The peynirli börek here is Dubai's finest — multiple layers of fresh yufka (not filo: thicker, less fragile, producing a chewier, more satisfying pastry) layered with fresh beyaz peynir and parsley, baked in a wide round tray and cut into wedges. The cheese filling is generous and wet enough to keep the interior soft while the outer layers crisp. The sucuk omelette (sucuk scrambled into eggs with green peppers, AED 38) is the star egg dish. The çay machine produces tea of impressive quality for a neighbourhood restaurant.
Turkish Brunch Dishes Not to Miss
Künefe
Künefe — Warm cheese pastry in rose water syrupThe essential Turkish brunch dessert — shredded kadayıf pastry layered over unsalted white cheese, baked until the pastry is golden and crispy, soaked immediately in warm sugar syrup flavoured with rose water, and topped with crushed pistachios. Served in the small round copper dish it was baked in, it must be eaten within two minutes of arriving at the table before the pastry softens.
Simit
Simit — The Turkish sesame bread ringArguably the most important component of any Turkish breakfast. The ring-shaped bread is rolled in diluted grape molasses (pekmez) before baking, which gives it a subtle sweetness that complements the sesame crust. Fresh-baked simit has a crunchy exterior and slightly chewy interior; stale simit from yesterday is a different (inferior) food entirely. If Topkapi's simit arrives cold, the morning delivery was late — ask for it warm.
Frequently Asked Questions
What is kahvaltı?
Kahvaltı is the Turkish word for breakfast — literally "before coffee." It's an elaborate morning spread covering the entire table: white cheese, olives, honey, kaymak clotted cream, menemen (egg dish), sucuk sausage, simit bread, and unlimited çay (Turkish tea). It's meant to be eaten slowly over 1–2 hours.
Where is the best Turkish brunch in Dubai?
Topkapi in Deira serves the most authentic and best-value kahvaltı at AED 65 per person. For the best setting and elevated experience, Bosphorus at Souk Madinat Jumeirah's weekend brunch is spectacular. For the best künefe dessert, Pasha in Bur Dubai is the choice.

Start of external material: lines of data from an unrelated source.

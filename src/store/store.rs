//! Observable state container

use tokio::sync::watch;

/// A named piece of shared state with change notification
///
/// Writes always succeed, whether or not anyone is subscribed.
#[derive(Debug)]
pub struct Store<T> {
    name: String,
    state: watch::Sender<T>,
}

impl<T> Store<T>
where
    T: Clone + Send + Sync + 'static,
{
    pub fn new(name: impl Into<String>, initial: T) -> Self {
        let (state, _) = watch::channel(initial);
        Self {
            name: name.into(),
            state,
        }
    }

    pub fn name(&self) -> &str {
        &self.name
    }

    /// Snapshot of the current state
    pub fn get_state(&self) -> T {
        self.state.borrow().clone()
    }

    /// Read part of the state without cloning all of it
    pub fn select<U>(&self, selector: impl FnOnce(&T) -> U) -> U {
        selector(&self.state.borrow())
    }

    /// Replace the state, returning the previous value
    pub fn set_state(&self, value: T) -> T {
        self.state.send_replace(value)
    }

    /// Modify the state in place and notify subscribers
    pub fn update(&self, modify: impl FnOnce(&mut T)) {
        self.state.send_modify(modify);
    }

    /// Receiver that observes every subsequent change
    pub fn subscribe(&self) -> watch::Receiver<T> {
        self.state.subscribe()
    }

    pub fn subscriber_count(&self) -> usize {
        self.state.receiver_count()
    }
}
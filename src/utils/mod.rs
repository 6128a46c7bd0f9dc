//! Shared helpers: logging setup, environment overrides and step timeouts

pub mod env;
pub mod logging;
pub mod timeout;

pub use env::{EnvError, EnvOverrides};
pub use logging::{init_logging, init_logging_from_config};
#[cfg(feature = "json-logging")]
pub use logging::init_json_logging;
pub use timeout::with_optional_timeout;
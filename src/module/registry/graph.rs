//! Module dependency graph
//!
//! Turns a flat descriptor collection into an adjacency structure keyed by
//! module name.

use std::collections::HashMap;
use tracing::debug;

use crate::module::descriptor::ModuleDescriptor;
use crate::module::traits::EngineError;

/// Adjacency structure over one module collection
#[derive(Debug, Clone, Default)]
pub struct DependencyGraph {
    /// Module names in input order
    modules: Vec<String>,
    /// Module name -> direct dependency names, in declaration order
    dependencies: HashMap<String, Vec<String>>,
}

impl DependencyGraph {
    /// Build the graph from module descriptors
    pub fn build(descriptors: &[ModuleDescriptor]) -> Result<Self, EngineError> {
        Self::from_edges(
            descriptors
                .iter()
                .map(|d| (d.name().to_string(), d.dependencies().to_vec())),
        )
    }

    /// Build the graph from `(name, dependencies)` pairs
    ///
    /// Two entries sharing a name are rejected.
    pub fn from_edges<I>(edges: I) -> Result<Self, EngineError>
    where
        I: IntoIterator<Item = (String, Vec<String>)>,
    {
        let mut graph = DependencyGraph::default();

        for (name, deps) in edges {
            if graph.dependencies.contains_key(&name) {
                return Err(EngineError::DuplicateModule(name));
            }
            graph.modules.push(name.clone());
            graph.dependencies.insert(name, deps);
        }

        debug!("Built dependency graph with {} modules", graph.modules.len());
        Ok(graph)
    }

    /// Module names in input order
    pub fn modules(&self) -> impl Iterator<Item = &str> {
        self.modules.iter().map(|m| m.as_str())
    }

    /// Direct dependencies of a module, `None` if the module is unknown
    pub fn dependencies_of(&self, module: &str) -> Option<&[String]> {
        self.dependencies.get(module).map(|deps| deps.as_slice())
    }

    pub fn contains(&self, module: &str) -> bool {
        self.dependencies.contains_key(module)
    }

    /// Full adjacency map
    pub fn adjacency(&self) -> &HashMap<String, Vec<String>> {
        &self.dependencies
    }

    pub fn len(&self) -> usize {
        self.modules.len()
    }

    pub fn is_empty(&self) -> bool {
        self.modules.is_empty()
    }
}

What time is Turkish brunch in Dubai?
Turkish breakfast restaurants in Dubai typically serve kahvaltı from 7am–12pm on weekdays. On weekends, most extend to 1–2pm. Bosphorus runs a full Turkish-inspired brunch from 12:30pm. Book ahead for weekend mornings at any popular venue.
How much does Turkish brunch cost in Dubai?
A traditional Turkish kahvaltı spread costs AED 55–75 per person at neighbourhood restaurants like Topkapi, Istanbul Flower, and Pasha. The elevated brunch experience at Bosphorus starts at AED 275 including non-alcoholic drinks.